Espero un minuto de todas formas.

No muy lejos de aquí, se está desarrollando una rutina familiar. Un superviviente ha encontrado un montón de rocas sospechosas en las que no repararía una máquina. Al lado de esas rocas hay una cuerda que esa persona ha estirado. Sé que hace diez minutos ese superviviente estaba vivo. No hay ninguna garantía de su estado durante los próximos diez minutos.

En la parte desplomada del edifico, me arrastro sobre tablas de madera destrozadas y ladrillos pulverizados hacia un semicírculo de luz matutina. Introduzco la cabeza con la capucha puesta por el agujero y escudriño la calle.

Nuestra señal está allí, intacta en un pórtico al otro lado de la calle. Un hombre está acurrucado junto a ella, con los brazos sobre las rodillas y la cabeza gacha. Se mece de un lado a otro apoyado en los talones, tal vez para mantenerse en calor.

La señal funciona porque las máquinas no reparan en las cosas naturales, como las rocas o los árboles. Es un ángulo muerto. Una mantis tiene buen ojo para las cosas que no son naturales, como las palabras o los dibujos… incluso para chorradas como caras sonrientes. Las cuerdas de trampas sin camuflar no dan resultado. Las líneas son demasiado rectas. Escribir indicaciones a una casa segura en la pared es una buena forma de conseguir que la gente acabe muerta. Pero un montón de escombros es invisible. Y un montón de rocas que van de mayor a menor, también.

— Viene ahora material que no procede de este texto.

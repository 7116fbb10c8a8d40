//! The interpreter: routes each typed line according to the session state.
//!
//! A line is one of three things, decided only by [`SessionState`]:
//! - an answer for a handler suspended in `request_line`,
//! - the secret for a pending elevation challenge,
//! - a new command line.
//!
//! `dispatch` drives the running handler until it either finishes or
//! suspends for input, then returns. The suspended handler is parked inside
//! the state and resumed by the next `dispatch`.

use std::any::Any;
use std::fmt;
use std::future::poll_fn;
use std::panic::AssertUnwindSafe;
use std::sync::Arc;
use std::task::Poll;

use futures::future::BoxFuture;
use futures::FutureExt;
use tokio::sync::watch;

use crate::api::Api;
use crate::config::Config;
use crate::{flog, flog_debug, flog_error, flog_warn, Result};

use super::elevation::{self, ElevationContext};
use super::registry::{CommandContext, CommandDescriptor, Registry};
use super::stdin::Stdin;
use super::transcript::{LineKind, Transcript};

/// First tokens that request elevation for the rest of the line.
pub const ELEVATION_PREFIXES: &[&str] = &["elevate", "sudo"];

pub const INTERRUPT_MARKER: &str = "^C";

type JobOutcome = std::result::Result<Result<()>, Box<dyn Any + Send>>;

/// A handler invocation in flight.
pub struct Job {
    name: &'static str,
    future: BoxFuture<'static, JobOutcome>,
}

impl Job {
    pub fn name(&self) -> &'static str {
        self.name
    }
}

#[derive(Default)]
pub enum SessionState {
    #[default]
    Idle,
    AwaitingElevationSecret {
        pending_command: &'static str,
    },
    AwaitingInteractiveInput {
        job: Job,
    },
}

impl SessionState {
    pub fn is_idle(&self) -> bool {
        matches!(self, SessionState::Idle)
    }

    pub fn pending_command(&self) -> Option<&'static str> {
        match self {
            SessionState::AwaitingElevationSecret { pending_command } => Some(*pending_command),
            _ => None,
        }
    }

    pub fn is_awaiting_input(&self) -> bool {
        matches!(self, SessionState::AwaitingInteractiveInput { .. })
    }
}

impl fmt::Debug for SessionState {
    fn fmt(&self, f: &mut fmt::Formatter<'_>) -> fmt::Result {
        match self {
            SessionState::Idle => write!(f, "Idle"),
            SessionState::AwaitingElevationSecret { pending_command } => f
                .debug_struct("AwaitingElevationSecret")
                .field("pending_command", pending_command)
                .finish(),
            SessionState::AwaitingInteractiveInput { job } => f
                .debug_struct("AwaitingInteractiveInput")
                .field("command", &job.name)
                .finish(),
        }
    }
}

/// What the input field should look like right now.
#[derive(Debug, Clone, PartialEq, Eq, Default)]
pub enum InputMode {
    #[default]
    Command,
    /// Masked entry for the elevation secret.
    Secret,
    Answer {
        prompt: String,
    },
    /// A handler is running and has not asked for input.
    Busy,
}

pub struct Shell {
    registry: Arc<Registry>,
    api: Arc<dyn Api>,
    config: Arc<Config>,
    transcript: Transcript,
    stdin: Stdin,
    state: SessionState,
    mode_tx: watch::Sender<InputMode>,
}

impl Shell {
    pub fn new(registry: Registry, api: Arc<dyn Api>, config: Config) -> Self {
        let (mode_tx, _) = watch::channel(InputMode::Command);
        Self {
            registry: Arc::new(registry),
            api,
            config: Arc::new(config),
            transcript: Transcript::new(),
            stdin: Stdin::new(),
            state: SessionState::Idle,
            mode_tx,
        }
    }

    pub fn transcript(&self) -> Transcript {
        self.transcript.clone()
    }

    pub fn state(&self) -> &SessionState {
        &self.state
    }

    pub fn registry(&self) -> &Registry {
        &self.registry
    }

    pub fn subscribe_mode(&self) -> watch::Receiver<InputMode> {
        self.mode_tx.subscribe()
    }

    /// Handle one typed line. Returns once the shell is ready for the next.
    pub async fn dispatch(&mut self, line: &str) {
        let line = line.trim();
        // Taking the state means an abandoned dispatch leaves the shell Idle.
        match std::mem::take(&mut self.state) {
            SessionState::AwaitingInteractiveInput { job } => {
                self.transcript.append(LineKind::Answer, line);
                if !self.stdin.deliver(line.to_string()) {
                    flog_warn!("{}: answer delivered with no reader waiting", job.name);
                }
                self.drive(job).await;
            }
            SessionState::AwaitingElevationSecret { pending_command } => {
                self.answer_challenge(pending_command, line.to_string())
                    .await;
            }
            SessionState::Idle => self.run_line(line).await,
        }
        self.publish_mode();
    }

    /// Interrupt: drop any challenge or suspended handler and return to Idle.
    pub fn cancel(&mut self) {
        let previous = std::mem::take(&mut self.state);
        flog_debug!("cancel: state was {:?}", previous);
        self.stdin.abandon();
        // Dropping a parked job releases whatever its handler owned.
        drop(previous);
        self.transcript.info(INTERRUPT_MARKER);
        self.publish_mode();
    }

    async fn run_line(&mut self, line: &str) {
        if line.is_empty() {
            return;
        }
        self.transcript.append(LineKind::EchoedCommand, line);
        flog!("dispatch: {}", line);

        if let Some(target) = elevation_target(line) {
            self.begin_elevation(target);
            return;
        }

        let descriptor = self.registry.get(line).copied();
        match descriptor {
            None => self.transcript.error(format!("Command not found: {line}")),
            Some(d) if d.requires_elevation => self.transcript.error(format!(
                "{}: not enough privileges. Try 'elevate {}'.",
                d.name, d.name
            )),
            Some(d) => self.start(d, None).await,
        }
    }

    fn begin_elevation(&mut self, target: &str) {
        if target.is_empty() {
            self.transcript.error("usage: elevate <command>");
            return;
        }
        match self.registry.get(target) {
            None => self
                .transcript
                .error(format!("elevate: {target}: command not found")),
            Some(d) if !d.requires_elevation => self
                .transcript
                .info(format!("{} does not require elevation", d.name)),
            Some(d) => {
                flog_debug!("elevation challenge for {}", d.name);
                self.state = SessionState::AwaitingElevationSecret {
                    pending_command: d.name,
                };
            }
        }
    }

    async fn answer_challenge(&mut self, pending_command: &'static str, secret: String) {
        self.mode_tx.send_replace(InputMode::Busy);
        let Some(elevation) = elevation::verify(self.api.as_ref(), secret).await else {
            self.transcript.error("Sorry, try again.");
            return;
        };
        self.transcript.success("[elevate] secret accepted");
        let descriptor = self.registry.get(pending_command).copied();
        match descriptor {
            Some(d) => self.start(d, Some(elevation)).await,
            None => self
                .transcript
                .error(format!("elevate: {pending_command}: command not found")),
        }
    }

    async fn start(&mut self, descriptor: CommandDescriptor, elevation: Option<ElevationContext>) {
        let ctx = CommandContext::new(
            self.transcript.clone(),
            self.stdin.clone(),
            self.api.clone(),
            self.config.clone(),
            self.registry.clone(),
            elevation,
        );
        let future = AssertUnwindSafe((descriptor.run)(ctx))
            .catch_unwind()
            .boxed();
        self.drive(Job {
            name: descriptor.name,
            future,
        })
        .await;
    }

    /// Poll `job` until it completes or parks on the stdin channel.
    async fn drive(&mut self, mut job: Job) {
        self.mode_tx.send_replace(InputMode::Busy);
        let stdin = self.stdin.clone();
        let outcome = poll_fn(|cx| match job.future.poll_unpin(cx) {
            Poll::Ready(outcome) => Poll::Ready(Some(outcome)),
            Poll::Pending if stdin.is_waiting() => Poll::Ready(None),
            Poll::Pending => Poll::Pending,
        })
        .await;

        let Some(outcome) = outcome else {
            flog_debug!("{}: waiting for input", job.name);
            self.state = SessionState::AwaitingInteractiveInput { job };
            return;
        };

        self.stdin.abandon();
        match outcome {
            Ok(Ok(())) => flog_debug!("{}: finished", job.name),
            Ok(Err(e)) => {
                flog_warn!("{}: failed: {}", job.name, e);
                self.transcript.error(format!("{}: {}", job.name, e));
            }
            Err(_) => {
                flog_error!("{}: handler panicked", job.name);
                self.transcript
                    .error(format!("{}: command crashed", job.name));
            }
        }
    }

    fn publish_mode(&self) {
        let mode = match &self.state {
            SessionState::Idle => InputMode::Command,
            SessionState::AwaitingElevationSecret { .. } => InputMode::Secret,
            SessionState::AwaitingInteractiveInput { .. } => InputMode::Answer {
                prompt: self.stdin.pending_prompt().unwrap_or_default(),
            },
        };
        self.mode_tx.send_replace(mode);
    }
}

/// `Some(rest)` when the line starts with an elevation prefix token.
fn elevation_target(line: &str) -> Option<&str> {
    let (head, rest) = line
        .split_once(char::is_whitespace)
        .unwrap_or((line, ""));
    ELEVATION_PREFIXES.contains(&head).then(|| rest.trim())
}
//! Model for the TEA (The Elm Architecture) pattern.
//!
//! The Model is pure front-end state - no channels, no handles, no runtime
//! infrastructure. The shell itself lives in its actor; the model only keeps
//! the latest copy of what the shell published.

use crate::render::{next_version, RenderState};
use crate::shell::{InputMode, Line};

/// Pure front-end state - the single source of truth for rendering.
pub struct Model {
    pub lines: Vec<Line>,
    pub mode: InputMode,
    pub input_buffer: String,
    /// Lines scrolled up from the bottom of the transcript.
    pub scroll: usize,
    /// Name shown in the elevation prompt.
    pub user: String,

    // Dirty flag - set when state changes and render is needed
    pub dirty: bool,
}

impl Model {
    pub fn new(user: impl Into<String>) -> Self {
        Self {
            lines: Vec::new(),
            mode: InputMode::Command,
            input_buffer: String::new(),
            scroll: 0,
            user: user.into(),
            dirty: true,
        }
    }

    /// Label in front of the input field.
    pub fn prompt_label(&self) -> String {
        match &self.mode {
            InputMode::Command => "$".to_string(),
            InputMode::Secret => format!("[elevate] secret for {}:", self.user),
            InputMode::Answer { prompt } if prompt.is_empty() => ">".to_string(),
            InputMode::Answer { prompt } => prompt.clone(),
            InputMode::Busy => "…".to_string(),
        }
    }

    /// The input buffer as it may be shown on screen.
    pub fn visible_input(&self) -> String {
        match self.mode {
            InputMode::Secret => "*".repeat(self.input_buffer.chars().count()),
            _ => self.input_buffer.clone(),
        }
    }

    /// Create an immutable snapshot for the render thread.
    pub fn snapshot(&self) -> RenderState {
        RenderState {
            version: next_version(),
            lines: self.lines.clone(),
            mode: self.mode.clone(),
            prompt: self.prompt_label(),
            input: self.visible_input(),
            scroll: self.scroll,
        }
    }
}
use std::io::{self, stdout, Stdout};
use std::sync::atomic::{AtomicBool, Ordering};
use std::sync::Arc;
use std::thread;
use std::time::{Duration, Instant};

use clap::{Parser, Subcommand};
use crossbeam_channel::{Receiver, TryRecvError};
use crossterm::execute;
use crossterm::terminal::{
    disable_raw_mode, enable_raw_mode, EnterAlternateScreen, LeaveAlternateScreen,
};
use ratatui::{backend::CrosstermBackend, Terminal};

use folio_shell::app::{Headless, LogicThread};
use folio_shell::config::Config;
use folio_shell::render::RenderState;
use folio_shell::shell::builtin_registry;
use folio_shell::{flog, ui, Result};

const FRAME_DURATION: Duration = Duration::from_micros(16_666); // 60fps

/// Folio shell - terminal front end for the portfolio site's admin commands
#[derive(Parser, Debug)]
#[command(name = "folio-shell")]
#[command(version, about, long_about = None)]
#[command(after_help = "ENVIRONMENT:\n    FOLIO_DEBUG=1   Enable debug logging (alternative to --debug)")]
pub struct Cli {
    /// Enable debug logging (writes to ~/.folio/folio.log)
    #[arg(short = 'd', long)]
    pub debug: bool,

    /// Backend base URL (overrides api_base in ~/.folio/folio.toml)
    #[arg(long, value_name = "URL")]
    pub api: Option<String>,

    /// Name shown in the elevation prompt
    #[arg(long)]
    pub user: Option<String>,

    #[command(subcommand)]
    pub command: Option<Command>,
}

#[derive(Subcommand, Debug, Clone, PartialEq)]
pub enum Command {
    /// Feed lines to the shell without a terminal and print the transcript
    Run {
        /// Lines to type, in order. Secrets and answers are lines too.
        #[arg(required = true)]
        lines: Vec<String>,
    },

    /// List every registered command
    Commands,
}

fn main() -> Result<()> {
    let cli = Cli::parse();

    // Initialize logging based on debug flag
    folio_shell::log::init_with_debug(cli.debug);

    let mut config = Config::load()?;
    if let Some(api) = cli.api {
        config.api_base = Some(api);
    }
    if let Some(user) = cli.user {
        config.user = Some(user);
    }

    match cli.command {
        Some(Command::Run { lines }) => {
            flog!("Headless run: {} line(s)", lines.len());
            return Headless::run(config, lines, &mut io::stdout().lock());
        }
        Some(Command::Commands) => {
            return run_commands();
        }
        None => {}
    }

    if cli.debug {
        flog!("folio-shell starting (debug mode enabled)");
    } else {
        flog!("folio-shell starting");
    }

    let shutdown = Arc::new(AtomicBool::new(false));
    let (state_tx, state_rx) = crossbeam_channel::bounded::<RenderState>(1);

    let shutdown_clone = shutdown.clone();
    let logic_handle = thread::spawn(move || LogicThread::run(config, state_tx, shutdown_clone));

    let mut terminal = setup_terminal()?;
    let result = render_loop(&mut terminal, state_rx, &shutdown);

    shutdown.store(true, Ordering::SeqCst);
    let logic_result = logic_handle.join();
    restore_terminal(&mut terminal)?;
    result?;
    match logic_result {
        Ok(r) => r,
        Err(_) => Err(folio_shell::Error::TaskJoin(
            "logic thread panicked".to_string(),
        )),
    }
}

fn run_commands() -> Result<()> {
    let registry = builtin_registry()?;
    for descriptor in registry.iter().filter(|d| !d.hidden) {
        let marker = if descriptor.requires_elevation {
            " (elevate)"
        } else {
            ""
        };
        println!("  {:<16} {}{}", descriptor.name, descriptor.summary, marker);
    }
    Ok(())
}

fn render_loop(
    terminal: &mut Terminal<CrosstermBackend<Stdout>>,
    state_rx: Receiver<RenderState>,
    shutdown: &AtomicBool,
) -> Result<()> {
    let mut state = RenderState::default();
    let mut last_version: u64 = 0;
    let mut last_frame = Instant::now();
    let mut dirty = true;

    loop {
        if shutdown.load(Ordering::Relaxed) {
            break;
        }

        match state_rx.try_recv() {
            Ok(s) => {
                dirty = dirty || s.version != last_version;
                state = s;
            }
            Err(TryRecvError::Empty) => {}
            Err(TryRecvError::Disconnected) => break,
        }

        if last_frame.elapsed() < FRAME_DURATION {
            thread::sleep(Duration::from_micros(500));
            continue;
        }
        last_frame = Instant::now();

        if dirty {
            terminal.draw(|f| ui::draw(f, &state))?;
            last_version = state.version;
            dirty = false;
        }
    }
    Ok(())
}

fn setup_terminal() -> Result<Terminal<CrosstermBackend<Stdout>>> {
    enable_raw_mode()?;
    execute!(io::stdout(), EnterAlternateScreen)?;
    let mut terminal = Terminal::new(CrosstermBackend::new(stdout()))?;
    terminal.hide_cursor()?;
    terminal.clear()?;
    Ok(terminal)
}

fn restore_terminal(terminal: &mut Terminal<CrosstermBackend<Stdout>>) -> Result<()> {
    terminal.show_cursor()?;
    execute!(io::stdout(), LeaveAlternateScreen)?;
    Ok(disable_raw_mode()?)
}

Salgo del agujero retorciéndome y llego hasta el hombre antes incluso de que levante la vista.

—Hola —susurro, dándole un empujón en el codo.

Él alza la vista hacia mí, sorprendido. Es un joven latino de veintitantos. Advierto que ha estado llorando. Dios sabe por lo que habrá pasado para llegar aquí.

—Tranquilo, colega —le digo en tono tranquilizador—. Vamos a ponerte a salvo. Ven conmigo.

Él asiente sin decir nada. Se levanta apoyándose contra el edificio. Tiene un brazo envuelto en una toalla sucia y se lo coge con la otra mano. Me imagino que debe de tenerlo en muy mal estado para temer que alguien lo vea.